En Palestine occupée depuis plus de 75 ans Israël prétend solder et exporter les plaies atroces que la Shoa laisse auprès de ses victimes et de leurs descendants, mais aussi dans l’imaginaire occidental, l’inconscient collectif européen, et français en particulier. S’est construit au fil des ans et des mémoires le déni d’une collaboration active avec le projet exterminateur nazi, orchestré par le régime de Vichy et ses rouages administratifs et politiques, et par suite le refoulement d’une culpabilité diffuse inconsciente qui continue de générer les mécanismes de refoulement d’un trauma inavouable. On connait bien cela depuis Freud et les avancées d’une clinique psychanalytique qu’il y aurait lieu d’appliquer à l’ensemble du corps social occidental, et français en particulier, pour en démonter et en déjouer les mécanismes mortifères, les constructions perverses. Faute de quoi les Palestiniens continueront d’en payer le tribut au prix fort en victimes expiatoires.

Depuis plus de 60 ans l’Europe s’est construite et unifiée selon les principes de réconciliation et de paix, en ayant exporté ces plaies immondes dans la terre des origines des trois religions monothéistes. Au temps des commémorations, des repentances et des réparations, aucune justice ne pourra sans doute être rendue ni une solution équitable trouvée à cette iniquité de l’Histoire sans un retour sur les responsabilités de ses acteurs en occident, et le projet foncièrement colonisateur à l’œuvre en Palestine et Cisjordanie occupée. Il est temps de relire Mahmoud Darwich, Elias Sanbar, Edouard Saïd et autres gens de lettres et de plumes palestiniens exilés de leur terre, ainsi que les poèmes rassemblés dans ce recueil à vif, pour prendre la mesure des enjeux idéologiques, humains et politiques qui se fracassent à nouveau dans ce drame absolu. Leurs mots proclament pourtant l’absolue nécessité d’un parti prix d’altérité de part et d’autre des deux peuples. Il en va de leur survie et d’une réparation radicale de l’Histoire. Il en va de la survie du peuple palestinien spolié de ses terres, de sa culture et de sa mémoire. Il en va de la survie et de la légitimité d’un peuple juif en Palestine. Il en va aussi des risques de terrorisme accru et sa propagation en occident, d’une haine exacerbée par les extrémismes engendrés par cette situation inique.

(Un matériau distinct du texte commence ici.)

//! Software rasterizer for the particle field.
//!
//! Paints into a plain RGBA8 frame, either the `pixels` surface buffer or any
//! `Vec<u8>` of the right size for headless runs. Drawing is alpha-composited
//! over an opaque clear, so the output frame is always fully opaque.
//!
//! Paint order per frame: clear, connection lines (underneath the nodes),
//! then a soft radial glow and a solid core disc per particle.

use glam::Vec2;

use crate::field::ParticleField;
use crate::visuals::Rgba;

/// Mutable view over an RGBA8 frame with blending primitives.
pub struct Raster<'a> {
    texels: &'a mut [[u8; 4]],
    width: u32,
    height: u32,
}

impl<'a> Raster<'a> {
    /// Wrap a raw RGBA8 frame of `width` by `height` pixels.
    pub fn new(frame: &'a mut [u8], width: u32, height: u32) -> Self {
        Self {
            texels: bytemuck::cast_slice_mut(frame),
            width,
            height,
        }
    }

    /// Fill the whole frame with an opaque color.
    pub fn clear(&mut self, color: Rgba) {
        for texel in self.texels.iter_mut() {
            *texel = [color.r, color.g, color.b, 0xff];
        }
    }

    /// Source-over blend of `color` at pixel `(x, y)` with coverage `alpha`.
    /// Out-of-bounds coordinates are discarded.
    fn blend(&mut self, x: i32, y: i32, color: Rgba, alpha: f32) {
        if x < 0 || y < 0 || x as u32 >= self.width || y as u32 >= self.height {
            return;
        }
        let alpha = alpha.clamp(0.0, 1.0);
        if alpha <= 0.0 {
            return;
        }
        let index = (y as u32 * self.width + x as u32) as usize;
        let Some(texel) = self.texels.get_mut(index) else {
            return;
        };
        texel[0] = mix(texel[0], color.r, alpha);
        texel[1] = mix(texel[1], color.g, alpha);
        texel[2] = mix(texel[2], color.b, alpha);
        texel[3] = 0xff;
    }

    /// Stroke a line from `a` to `b`, `width` pixels thick.
    ///
    /// Widths below one pixel thin out via coverage instead of vanishing.
    /// A zero-length segment draws nothing.
    pub fn stroke_line(&mut self, a: Vec2, b: Vec2, width: f32, color: Rgba) {
        let delta = b - a;
        let steps = delta.x.abs().max(delta.y.abs()).ceil() as i32;
        if steps == 0 || width <= 0.0 {
            return;
        }

        let core = color.a * width.min(1.0);
        let fringe = color.a * ((width - 1.0) * 0.5).clamp(0.0, 1.0);
        let along_x = delta.x.abs() >= delta.y.abs();
        let step = delta / steps as f32;

        let mut pos = a;
        for _ in 0..=steps {
            let x = pos.x.round() as i32;
            let y = pos.y.round() as i32;
            self.blend(x, y, color, core);
            if fringe > 0.0 {
                // Thicken across the minor axis.
                if along_x {
                    self.blend(x, y - 1, color, fringe);
                    self.blend(x, y + 1, color, fringe);
                } else {
                    self.blend(x - 1, y, color, fringe);
                    self.blend(x + 1, y, color, fringe);
                }
            }
            pos += step;
        }
    }

    /// Radial glow: `color.a` at the center fading linearly to zero at
    /// `radius`.
    pub fn glow_disc(&mut self, center: Vec2, radius: f32, color: Rgba) {
        if radius <= 0.0 {
            return;
        }
        let min_x = (center.x - radius).floor() as i32;
        let max_x = (center.x + radius).ceil() as i32;
        let min_y = (center.y - radius).floor() as i32;
        let max_y = (center.y + radius).ceil() as i32;

        for y in min_y..=max_y {
            for x in min_x..=max_x {
                let dist = Vec2::new(x as f32, y as f32).distance(center);
                if dist < radius {
                    self.blend(x, y, color, color.a * (1.0 - dist / radius));
                }
            }
        }
    }

    /// Solid disc of `radius` pixels with an antialiased rim.
    pub fn fill_disc(&mut self, center: Vec2, radius: f32, color: Rgba) {
        if radius <= 0.0 {
            return;
        }
        let min_x = (center.x - radius - 1.0).floor() as i32;
        let max_x = (center.x + radius + 1.0).ceil() as i32;
        let min_y = (center.y - radius - 1.0).floor() as i32;
        let max_y = (center.y + radius + 1.0).ceil() as i32;

        for y in min_y..=max_y {
            for x in min_x..=max_x {
                let dist = Vec2::new(x as f32, y as f32).distance(center);
                let coverage = (radius - dist + 0.5).clamp(0.0, 1.0);
                self.blend(x, y, color, color.a * coverage);
            }
        }
    }
}

/// Linear blend of one 8-bit channel.
#[inline]
fn mix(dst: u8, src: u8, alpha: f32) -> u8 {
    (src as f32 * alpha + dst as f32 * (1.0 - alpha)).round() as u8
}

/// Paint one frame of `field` into `frame`.
///
/// Connections go first so the nodes sit on top. A pair of particles closer
/// than the attract distance gets a line whose opacity and width both grow as
/// the pair closes in; coincident particles produce no line and no NaN.
pub fn draw_field(field: &ParticleField, frame: &mut [u8], width: u32, height: u32) {
    let mut raster = Raster::new(frame, width, height);
    let palette = field.palette();
    raster.clear(palette.background);

    let particles = field.particles();
    let attract = field.config().attract_distance;
    let opacity_factor = field.config().connection_opacity;

    for i in 0..particles.len() {
        for j in (i + 1)..particles.len() {
            let p1 = &particles[i];
            let p2 = &particles[j];
            let dist = p1.position.distance(p2.position);
            if dist < attract {
                let closeness = 1.0 - dist / attract;
                let alpha = (closeness * opacity_factor).min(1.0) * palette.line.a;
                let line_width = p1.size.min(p2.size) * 0.4 * closeness;
                raster.stroke_line(
                    p1.position,
                    p2.position,
                    line_width,
                    palette.line.with_alpha(alpha),
                );
            }
        }
    }

    for p in particles {
        let size = p.pulsed_size();
        raster.glow_disc(p.position, size * 3.0, palette.glow);
        raster.fill_disc(p.position, size, palette.particle);
    }
}

#[cfg(test)]
mod tests {
    use super::*;
    use crate::visuals::{Palette, Theme};

    const W: u32 = 64;
    const H: u32 = 48;

    fn blank_frame() -> Vec<u8> {
        vec![0u8; (W * H * 4) as usize]
    }

    fn texel(frame: &[u8], x: u32, y: u32) -> [u8; 4] {
        let index = ((y * W + x) * 4) as usize;
        [
            frame[index],
            frame[index + 1],
            frame[index + 2],
            frame[index + 3],
        ]
    }

    #[test]
    fn test_clear_fills_background() {
        let mut frame = blank_frame();
        let background = Palette::for_theme(Theme::Dark).background;
        Raster::new(&mut frame, W, H).clear(background);
        assert_eq!(texel(&frame, 0, 0), [8, 10, 18, 0xff]);
        assert_eq!(texel(&frame, W - 1, H - 1), [8, 10, 18, 0xff]);
    }

    #[test]
    fn test_fill_disc_paints_center() {
        let mut frame = blank_frame();
        let mut raster = Raster::new(&mut frame, W, H);
        raster.clear(Rgba::new(0, 0, 0, 1.0));
        raster.fill_disc(Vec2::new(32.0, 24.0), 3.0, Rgba::new(255, 255, 255, 1.0));
        assert_eq!(texel(&frame, 32, 24), [255, 255, 255, 0xff]);
        // Well outside the disc stays background.
        assert_eq!(texel(&frame, 10, 10), [0, 0, 0, 0xff]);
    }

    #[test]
    fn test_out_of_bounds_drawing_is_discarded() {
        let mut frame = blank_frame();
        let mut raster = Raster::new(&mut frame, W, H);
        raster.fill_disc(Vec2::new(-20.0, -20.0), 5.0, Rgba::new(255, 0, 0, 1.0));
        raster.glow_disc(Vec2::new(1000.0, 1000.0), 8.0, Rgba::new(255, 0, 0, 1.0));
        raster.stroke_line(
            Vec2::new(-50.0, 10.0),
            Vec2::new(-10.0, 10.0),
            1.0,
            Rgba::new(255, 0, 0, 1.0),
        );
        assert!(frame.iter().all(|&b| b == 0));
    }

    #[test]
    fn test_zero_length_stroke_is_noop() {
        let mut frame = blank_frame();
        let mut raster = Raster::new(&mut frame, W, H);
        let p = Vec2::new(30.0, 20.0);
        raster.stroke_line(p, p, 2.0, Rgba::new(255, 255, 255, 1.0));
        assert!(frame.iter().all(|&b| b == 0));
    }

    #[test]
    fn test_stroke_line_touches_both_endpoints() {
        let mut frame = blank_frame();
        let mut raster = Raster::new(&mut frame, W, H);
        raster.clear(Rgba::new(0, 0, 0, 1.0));
        raster.stroke_line(
            Vec2::new(5.0, 5.0),
            Vec2::new(40.0, 30.0),
            1.0,
            Rgba::new(255, 255, 255, 1.0),
        );
        assert_ne!(texel(&frame, 5, 5), [0, 0, 0, 0xff]);
        assert_ne!(texel(&frame, 40, 30), [0, 0, 0, 0xff]);
    }

    #[test]
    fn test_glow_fades_with_distance() {
        let mut frame = blank_frame();
        let mut raster = Raster::new(&mut frame, W, H);
        raster.clear(Rgba::new(0, 0, 0, 1.0));
        raster.glow_disc(Vec2::new(32.0, 24.0), 10.0, Rgba::new(200, 200, 200, 0.8));
        let near = texel(&frame, 32, 24)[0];
        let mid = texel(&frame, 37, 24)[0];
        let edge = texel(&frame, 41, 24)[0];
        assert!(near > mid);
        assert!(mid > edge);
        // Outside the radius: untouched.
        assert_eq!(texel(&frame, 32 + 12, 24), [0, 0, 0, 0xff]);
    }
}
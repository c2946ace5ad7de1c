//! The particle field: owned collection, per-tick kinematics, host wiring.
//!
//! [`ParticleField`] is the long-lived simulation instance. The host resets
//! it with the surface dimensions on mount and on every resize, forwards
//! pointer and theme notifications as plain data, and calls [`tick`] once per
//! display frame. Ticking is pure state mutation with no drawing surface
//! involved, so the whole update pass runs headless in tests; painting lives
//! in [`crate::render`].
//!
//! [`tick`]: ParticleField::tick

use glam::Vec2;
use rand::rngs::SmallRng;
use rand::{Rng, SeedableRng};

use crate::config::{Boundary, FieldConfig};
use crate::input::Pointer;
use crate::particle::{anchor_position, Particle};
use crate::spawn::SpawnContext;
use crate::visuals::{Palette, Theme};

/// A fixed population of particles plus the state the host feeds in.
pub struct ParticleField {
    config: FieldConfig,
    particles: Vec<Particle>,
    width: f32,
    height: f32,
    pointer: Pointer,
    theme: Theme,
    palette: Palette,
    rng: SmallRng,
    halted: bool,
}

impl ParticleField {
    /// Create an empty field. Call [`reset`](Self::reset) with the surface
    /// dimensions before the first tick.
    pub fn new(config: FieldConfig) -> Self {
        let theme = Theme::default();
        Self {
            config,
            particles: Vec::new(),
            width: 0.0,
            height: 0.0,
            pointer: Pointer::new(),
            theme,
            palette: Palette::for_theme(theme),
            rng: SmallRng::from_entropy(),
            halted: false,
        }
    }

    /// Discard and rebuild the whole collection for a surface of
    /// `width` by `height` pixels, and select the palette for `theme`.
    ///
    /// Anchors land on their deterministic fractional positions; drifters get
    /// uniform-random positions, symmetric random velocities, and random
    /// pulse state. Zero-area dimensions produce a valid collection that
    /// simply has nowhere to go.
    pub fn reset(&mut self, width: f32, height: f32, theme: Theme) {
        self.width = width.max(0.0);
        self.height = height.max(0.0);
        self.set_theme(theme);

        let count = self.config.particle_count;
        let anchors = self.config.static_nodes.min(count);

        let mut particles = Vec::with_capacity(count);
        for index in 0..count {
            let mut ctx = SpawnContext::new(index, count);
            let particle = if index < anchors {
                let position = anchor_position(index, anchors, self.width, self.height);
                Particle::anchor(position, &self.config, &mut ctx)
            } else {
                Particle::drifter(self.width, self.height, &self.config, &mut ctx)
            };
            particles.push(particle);
        }
        self.particles = particles;
    }

    /// Full reset with the new dimensions, keeping the current theme.
    ///
    /// No particle survives a resize; anchor positions are recomputed from
    /// the new dimensions and drifters are reseeded.
    pub fn resize(&mut self, width: f32, height: f32) {
        self.reset(width, height, self.theme);
    }

    /// Swap the palette in place. Particle state is untouched.
    pub fn set_theme(&mut self, theme: Theme) {
        self.theme = theme;
        self.palette = Palette::for_theme(theme);
    }

    /// Record a pointer move in surface pixels.
    pub fn pointer_moved(&mut self, position: Vec2) {
        self.pointer.moved_to(position);
    }

    /// Record that the pointer left the surface, disabling influence.
    pub fn pointer_left(&mut self) {
        self.pointer.left();
    }

    /// Stop the field: subsequent ticks become no-ops. Idempotent.
    pub fn halt(&mut self) {
        self.halted = true;
    }

    /// Whether [`halt`](Self::halt) has been called.
    #[inline]
    pub fn is_halted(&self) -> bool {
        self.halted
    }

    /// Current theme.
    #[inline]
    pub fn theme(&self) -> Theme {
        self.theme
    }

    /// Colors for the current theme.
    #[inline]
    pub fn palette(&self) -> &Palette {
        &self.palette
    }

    /// The active configuration.
    #[inline]
    pub fn config(&self) -> &FieldConfig {
        &self.config
    }

    /// Surface dimensions the collection was built for.
    #[inline]
    pub fn size(&self) -> (f32, f32) {
        (self.width, self.height)
    }

    /// The particle collection, anchors first.
    #[inline]
    pub fn particles(&self) -> &[Particle] {
        &self.particles
    }

    /// Mutable access to the collection, for hosts that perturb nodes.
    pub fn particles_mut(&mut self) -> &mut [Particle] {
        &mut self.particles
    }

    /// Advance the simulation by one frame.
    ///
    /// For every drifter: integrate position, apply the boundary policy,
    /// apply pointer attraction with the post-force speed clamp, add jitter,
    /// then damp. Every particle, anchors included, advances its pulse phase.
    pub fn tick(&mut self) {
        if self.halted {
            return;
        }

        let width = self.width;
        let height = self.height;
        let pointer = self.pointer.position();
        let pointer_present = self.pointer.is_present();

        for p in &mut self.particles {
            if !p.is_anchor {
                p.position += p.velocity;

                match self.config.boundary {
                    Boundary::Bounce => {
                        if p.position.x <= 0.0 || p.position.x >= width {
                            p.velocity.x = -p.velocity.x;
                        }
                        if p.position.y <= 0.0 || p.position.y >= height {
                            p.velocity.y = -p.velocity.y;
                        }
                    }
                    Boundary::Wrap => {
                        if p.position.x < 0.0 {
                            p.position.x = width;
                        } else if p.position.x > width {
                            p.position.x = 0.0;
                        }
                        if p.position.y < 0.0 {
                            p.position.y = height;
                        } else if p.position.y > height {
                            p.position.y = 0.0;
                        }
                    }
                }

                if pointer_present {
                    let to_pointer = pointer - p.position;
                    let dist = to_pointer.length();
                    // Zero distance means no direction to pull along.
                    if dist < self.config.influence_radius && dist > f32::EPSILON {
                        let force = (self.config.influence_radius - dist)
                            / self.config.influence_radius
                            * self.config.pointer_force;
                        p.velocity += to_pointer / dist * force;

                        let speed = p.velocity.length();
                        if speed > self.config.max_speed {
                            p.velocity *= self.config.max_speed / speed;
                        }
                    }
                }

                p.velocity += Vec2::new(
                    (self.rng.gen::<f32>() - 0.5) * self.config.jitter,
                    (self.rng.gen::<f32>() - 0.5) * self.config.jitter,
                );
                p.velocity *= self.config.damping;
            }

            p.pulse_phase += p.pulse_speed;
        }
    }
}
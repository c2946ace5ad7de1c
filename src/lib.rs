//! # Plexus
//!
//! Pointer-reactive particle constellations for animated backdrops.
//!
//! A fixed population of softly pulsing nodes drifts across a 2D surface.
//! Nodes within reach of each other are joined by distance-faded lines, the
//! field leans gently toward the pointer, and a handful of anchor nodes stay
//! put to give the constellation structure. Everything renders on the CPU
//! into an RGBA8 frame, presented to a window or written to a PNG.
//!
//! ## Quick Start
//!
//! ```ignore
//! use plexus::prelude::*;
//! use plexus::window;
//!
//! fn main() -> Result<(), HostError> {
//!     window::run(
//!         FieldConfig::new()
//!             .with_particle_count(160)
//!             .with_boundary(Boundary::Wrap),
//!     )
//! }
//! ```
//!
//! ## Core Concepts
//!
//! ### The field
//!
//! [`ParticleField`] owns the particle collection and the per-frame update.
//! The host resets it with the surface dimensions on mount and on every
//! resize (a resize rebuilds the whole collection), forwards pointer and
//! theme notifications, and calls [`ParticleField::tick`] once per frame.
//! Ticking never touches a drawing surface, so simulations run headless:
//!
//! ```ignore
//! let mut field = ParticleField::new(FieldConfig::new());
//! field.reset(800.0, 600.0, Theme::Dark);
//! field.tick();
//!
//! let mut frame = vec![0u8; 800 * 600 * 4];
//! plexus::render::draw_field(&field, &mut frame, 800, 600);
//! ```
//!
//! ### Anchors
//!
//! The first [`FieldConfig::static_nodes`] particles are anchors: placed at
//! fixed fractional viewport positions, never moving, pulsing like everything
//! else. Their positions are a deterministic function of the surface size.
//!
//! ### Boundaries
//!
//! Drifting particles either [`Boundary::Bounce`] off the edges (default) or
//! [`Boundary::Wrap`] around to the opposite side.
//!
//! ### Themes
//!
//! The palette is keyed by [`Theme`] and has exactly two states. Theme
//! changes swap colors in place without disturbing particle state.

pub mod capture;
pub mod config;
pub mod error;
pub mod field;
pub mod input;
mod particle;
pub mod render;
mod spawn;
pub mod time;
pub mod visuals;
pub mod window;

pub use config::{Boundary, FieldConfig};
pub use field::ParticleField;
pub use glam::Vec2;
pub use particle::Particle;
pub use spawn::SpawnContext;
pub use visuals::{Palette, Rgba, Theme};

/// Convenient re-exports for common usage.
///
/// ```ignore
/// use plexus::prelude::*;
/// ```
pub mod prelude {
    pub use crate::config::{Boundary, FieldConfig};
    pub use crate::error::{CaptureError, HostError};
    pub use crate::field::ParticleField;
    pub use crate::input::Pointer;
    pub use crate::particle::Particle;
    pub use crate::time::Time;
    pub use crate::visuals::{Palette, Rgba, Theme};
    pub use crate::Vec2;
}
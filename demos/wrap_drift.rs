//! Wrap-boundary variant: particles drift off one edge and re-enter from the
//! opposite side instead of bouncing.
//!
//! Run with: `cargo run --example wrap_drift`

use plexus::prelude::*;
use plexus::window;

fn main() -> Result<(), HostError> {
    window::run(
        FieldConfig::new()
            .with_particle_count(160)
            .with_boundary(Boundary::Wrap)
            .with_base_speed(1.8),
    )
}
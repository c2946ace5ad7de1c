//! Error types for plexus.
//!
//! The simulation core is infallible; failures only happen at the host
//! boundary (event loop, window, surface) and when capturing frames.

use std::fmt;

/// Errors that can occur while running the windowed host.
#[derive(Debug)]
pub enum HostError {
    /// Failed to create or run the event loop.
    EventLoop(winit::error::EventLoopError),
    /// Failed to create the window.
    Window(winit::error::OsError),
    /// Failed to create the raster surface for the window.
    Surface(pixels::Error),
}

impl fmt::Display for HostError {
    fn fmt(&self, f: &mut fmt::Formatter<'_>) -> fmt::Result {
        match self {
            HostError::EventLoop(e) => write!(f, "Failed to create event loop: {}", e),
            HostError::Window(e) => write!(f, "Failed to create window: {}", e),
            HostError::Surface(e) => write!(f, "Failed to create raster surface: {}", e),
        }
    }
}

impl std::error::Error for HostError {
    fn source(&self) -> Option<&(dyn std::error::Error + 'static)> {
        match self {
            HostError::EventLoop(e) => Some(e),
            HostError::Window(e) => Some(e),
            HostError::Surface(e) => Some(e),
        }
    }
}

impl From<winit::error::EventLoopError> for HostError {
    fn from(e: winit::error::EventLoopError) -> Self {
        HostError::EventLoop(e)
    }
}

impl From<winit::error::OsError> for HostError {
    fn from(e: winit::error::OsError) -> Self {
        HostError::Window(e)
    }
}

impl From<pixels::Error> for HostError {
    fn from(e: pixels::Error) -> Self {
        HostError::Surface(e)
    }
}

/// Errors that can occur when writing a frame to disk.
#[derive(Debug)]
pub enum CaptureError {
    /// The frame byte length does not match the stated dimensions.
    FrameSize { expected: usize, actual: usize },
    /// Failed to encode or write the image.
    Image(image::ImageError),
}

impl fmt::Display for CaptureError {
    fn fmt(&self, f: &mut fmt::Formatter<'_>) -> fmt::Result {
        match self {
            CaptureError::FrameSize { expected, actual } => write!(
                f,
                "Frame is {} bytes but the dimensions call for {}",
                actual, expected
            ),
            CaptureError::Image(e) => write!(f, "Failed to write image: {}", e),
        }
    }
}

impl std::error::Error for CaptureError {
    fn source(&self) -> Option<&(dyn std::error::Error + 'static)> {
        match self {
            CaptureError::Image(e) => Some(e),
            CaptureError::FrameSize { .. } => None,
        }
    }
}

impl From<image::ImageError> for CaptureError {
    fn from(e: image::ImageError) -> Self {
        CaptureError::Image(e)
    }
}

Est-il encore possible de rêver ? de penser ? d’élaborer plans et solutions ? Ces questions courent tel un fil rouge dans le courageux Journal de bord de Gaza de Rami Abou JAMOUS et dans les poèmes du recueil Que ma mort apporte l’espoir. Quand l’horreur du réel écrase à ce point le symbolique et l’imaginaire, anéantit la capacité de rêver, de penser, condamne les mots à mort, c’est l’humanité toute entière qui est mise en échec et promise à sa propre déshumanisation.